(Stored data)
//! FFmpeg command builder and runner.

use std::path::{Path, PathBuf};
use std::process::Stdio;
use tokio::io::AsyncReadExt;
use tokio::process::Command;
use tracing::{debug, warn};

use crate::error::{ComposeError, ComposeResult};

/// Builder for multi-input FFmpeg commands.
#[derive(Debug, Clone)]
pub struct FfmpegCommand {
    /// Input file paths, in order
    inputs: Vec<PathBuf>,
    /// Output file path
    output: PathBuf,
    /// Output arguments (after the inputs)
    output_args: Vec<String>,
    /// Whether to overwrite output
    overwrite: bool,
    /// Log level
    log_level: String,
}

impl FfmpegCommand {
    /// Create a new FFmpeg command targeting `output`.
    pub fn new(output: impl AsRef<Path>) -> Self {
        Self {
            inputs: Vec::new(),
            output: output.as_ref().to_path_buf(),
            output_args: Vec::new(),
            overwrite: true,
            log_level: "error".to_string(),
        }
    }

    /// Add an input file.
    pub fn input(mut self, path: impl AsRef<Path>) -> Self {
        self.inputs.push(path.as_ref().to_path_buf());
        self
    }

    /// Add an output argument.
    pub fn output_arg(mut self, arg: impl Into<String>) -> Self {
        self.output_args.push(arg.into());
        self
    }

    /// Add multiple output arguments.
    pub fn output_args<I, S>(mut self, args: I) -> Self
    where
        I: IntoIterator<Item = S>,
        S: Into<String>,
    {
        self.output_args.extend(args.into_iter().map(Into::into));
        self
    }

    /// Set filter complex.
    pub fn filter_complex(self, filter: impl Into<String>) -> Self {
        self.output_arg("-filter_complex").output_arg(filter)
    }

    /// Map a stream into the output.
    pub fn map(self, stream: impl Into<String>) -> Self {
        self.output_arg("-map").output_arg(stream)
    }

    /// Set video codec.
    pub fn video_codec(self, codec: impl Into<String>) -> Self {
        self.output_arg("-c:v").output_arg(codec)
    }

    /// Set audio codec.
    pub fn audio_codec(self, codec: impl Into<String>) -> Self {
        self.output_arg("-c:a").output_arg(codec)
    }

    /// Set CRF (quality).
    pub fn crf(self, crf: u8) -> Self {
        self.output_arg("-crf").output_arg(crf.to_string())
    }

    /// Set preset.
    pub fn preset(self, preset: impl Into<String>) -> Self {
        self.output_arg("-preset").output_arg(preset)
    }

    /// Set audio bitrate.
    pub fn audio_bitrate(self, bitrate: impl Into<String>) -> Self {
        self.output_arg("-b:a").output_arg(bitrate)
    }

    /// Build the command arguments.
    pub fn build_args(&self) -> Vec<String> {
        let mut args = Vec::new();

        if self.overwrite {
            args.push("-y".to_string());
        }

        args.push("-v".to_string());
        args.push(self.log_level.clone());

        for input in &self.inputs {
            args.push("-i".to_string());
            args.push(input.to_string_lossy().to_string());
        }

        args.extend(self.output_args.clone());
        args.push(self.output.to_string_lossy().to_string());

        args
    }
}

/// Runner for FFmpeg commands with a hard timeout.
pub struct FfmpegRunner {
    timeout_secs: u64,
}

impl Default for FfmpegRunner {
    fn default() -> Self {
        Self::new(600)
    }
}

impl FfmpegRunner {
    /// Create a runner with the given timeout.
    pub fn new(timeout_secs: u64) -> Self {
        Self { timeout_secs }
    }

    /// Run an FFmpeg command to completion.
    pub async fn run(&self, cmd: &FfmpegCommand) -> ComposeResult<()> {
        which::which("ffmpeg").map_err(|_| ComposeError::FfmpegNotFound)?;

        let args = cmd.build_args();
        debug!("Running FFmpeg: ffmpeg {}", args.join(" "));

        let mut child = Command::new("ffmpeg")
            .args(&args)
            .stdin(Stdio::null())
            .stdout(Stdio::null())
            .stderr(Stdio::piped())
            .spawn()?;

        let mut stderr = child.stderr.take().expect("stderr not captured");
        let stderr_handle = tokio::spawn(async move {
            let mut buf = String::new();
            let _ = stderr.read_to_string(&mut buf).await;
            buf
        });

        let status = match tokio::time::timeout(
            std::time::Duration::from_secs(self.timeout_secs),
            child.wait(),
        )
        .await
        {
            Ok(status) => status?,
            Err(_) => {
                warn!("FFmpeg timed out after {}s, killing process", self.timeout_secs);
                child.kill().await.ok();
                return Err(ComposeError::Timeout(self.timeout_secs));
            }
        };

        let stderr_output = stderr_handle.await.unwrap_or_default();

        if !status.success() {
            return Err(ComposeError::FfmpegFailed {
                code: status.code(),
                stderr: stderr_output.trim().to_string(),
            });
        }

        Ok(())
    }
}
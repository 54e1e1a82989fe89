//! Render-phase handlers: start video generation, poll status, compose.

use axum::extract::{Path, State};
use axum::http::HeaderMap;
use axum::Json;
use serde::Serialize;
use tracing::info;

use reel_engine::ComposeFinalization;
use reel_models::{Job, JobId, JobKind, ProjectStatus, RenderProgress};

use crate::error::{ApiError, ApiResult};
use crate::handlers::projects::load_owned;
use crate::session::require_session;
use crate::state::AppState;

#[derive(Serialize)]
#[serde(rename_all = "camelCase")]
pub struct StartVideosResponse {
    pub job_ids: Vec<JobId>,
    /// Scenes whose submission was rejected this pass, with reasons.
    /// Rejections are retried on later passes; they are not fatal here.
    #[serde(skip_serializing_if = "Vec::is_empty")]
    pub rejected: Vec<String>,
}

/// `POST /api/projects/:id/videos/start` — ensure generation is in flight
/// for every scene without a video.
pub async fn start_videos(
    State(state): State<AppState>,
    headers: HeaderMap,
    Path(id): Path<String>,
) -> ApiResult<Json<StartVideosResponse>> {
    let session = require_session(&headers)?;
    let project = load_owned(&state, &id, &session).await?;

    let report = state.engine.ensure_video_jobs(&project.id).await?;
    Ok(Json(StartVideosResponse {
        job_ids: report.submitted.into_iter().map(|j| j.id).collect(),
        rejected: report.failed.into_iter().map(|(_, reason)| reason).collect(),
    }))
}

#[derive(Serialize)]
#[serde(rename_all = "camelCase")]
pub struct StatusResponse {
    pub project_id: String,
    pub status: ProjectStatus,
    pub progress: RenderProgress,
    pub jobs: Vec<Job>,
    #[serde(skip_serializing_if = "Vec::is_empty")]
    pub divergent_jobs: Vec<JobId>,
    #[serde(skip_serializing_if = "Option::is_none")]
    pub error_message: Option<String>,
    #[serde(skip_serializing_if = "Option::is_none")]
    pub final_video_url: Option<String>,
}

/// `GET /api/projects/:id/status` — run one reconciliation pass and return
/// the projected state. Poll-driven progress: the UI calling this every few
/// seconds is what advances rendering.
pub async fn get_status(
    State(state): State<AppState>,
    headers: HeaderMap,
    Path(id): Path<String>,
) -> ApiResult<Json<StatusResponse>> {
    let session = require_session(&headers)?;
    let project = load_owned(&state, &id, &session).await?;

    let outcome = state.engine.reconcile(&project.id).await?;
    let error_message = outcome.failure_reason().map(str::to_string);
    Ok(Json(StatusResponse {
        project_id: outcome.project.id.to_string(),
        status: outcome.project.status,
        progress: outcome.progress,
        jobs: outcome.jobs,
        divergent_jobs: outcome.divergent_jobs,
        error_message,
        final_video_url: outcome.project.final_video_url.clone(),
    }))
}

#[derive(Serialize)]
#[serde(rename_all = "camelCase")]
pub struct ComposeResponse {
    pub final_video_url: String,
    #[serde(skip_serializing_if = "Option::is_none")]
    pub job_id: Option<JobId>,
    #[serde(skip_serializing_if = "Option::is_none")]
    pub total_cost: Option<f64>,
    #[serde(skip_serializing_if = "Option::is_none")]
    pub total_generation_ms: Option<i64>,
}

/// `POST /api/projects/:id/compose` — concat scene clips with the selected
/// music track and finish the project. Safe to replay once composed.
pub async fn compose_project(
    State(state): State<AppState>,
    headers: HeaderMap,
    Path(id): Path<String>,
) -> ApiResult<Json<ComposeResponse>> {
    let session = require_session(&headers)?;
    let project = load_owned(&state, &id, &session).await?;

    let finalization = state.engine.finalize_compose(&project.id).await?;
    let project = match finalization {
        ComposeFinalization::Composed(p) => {
            info!(project_id = %p.id, "compose finished");
            p
        }
        ComposeFinalization::AlreadyComposed(p) => p,
        ComposeFinalization::Failed { reason, .. } => {
            return Err(ApiError::internal(format!("composition failed: {}", reason)));
        }
    };

    let compose_jobs = state
        .jobs
        .list_jobs(&project.id, Some(JobKind::Compose))
        .await?;
    let job_id = compose_jobs.last().map(|j| j.id.clone());

    // Present after a successful finalization; guarded for safety.
    let final_video_url = project
        .final_video_url
        .clone()
        .ok_or_else(|| ApiError::internal("compose finished without a final url"))?;

    Ok(Json(ComposeResponse {
        final_video_url,
        job_id,
        total_cost: project.total_cost,
        total_generation_ms: project.total_generation_ms,
    }))
}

— How to complete this task —
Using the records above, restate word for word the lines from the one with "let status = match" through the one with "child.kill().await.ok();", both included.

— Response for this exercise —
        let status = match tokio::time::timeout(
            std::time::Duration::from_secs(self.timeout_secs),
            child.wait(),
        )
        .await
        {
            Ok(status) => status?,
            Err(_) => {
                warn!("FFmpeg timed out after {}s, killing process", self.timeout_secs);
                child.kill().await.ok();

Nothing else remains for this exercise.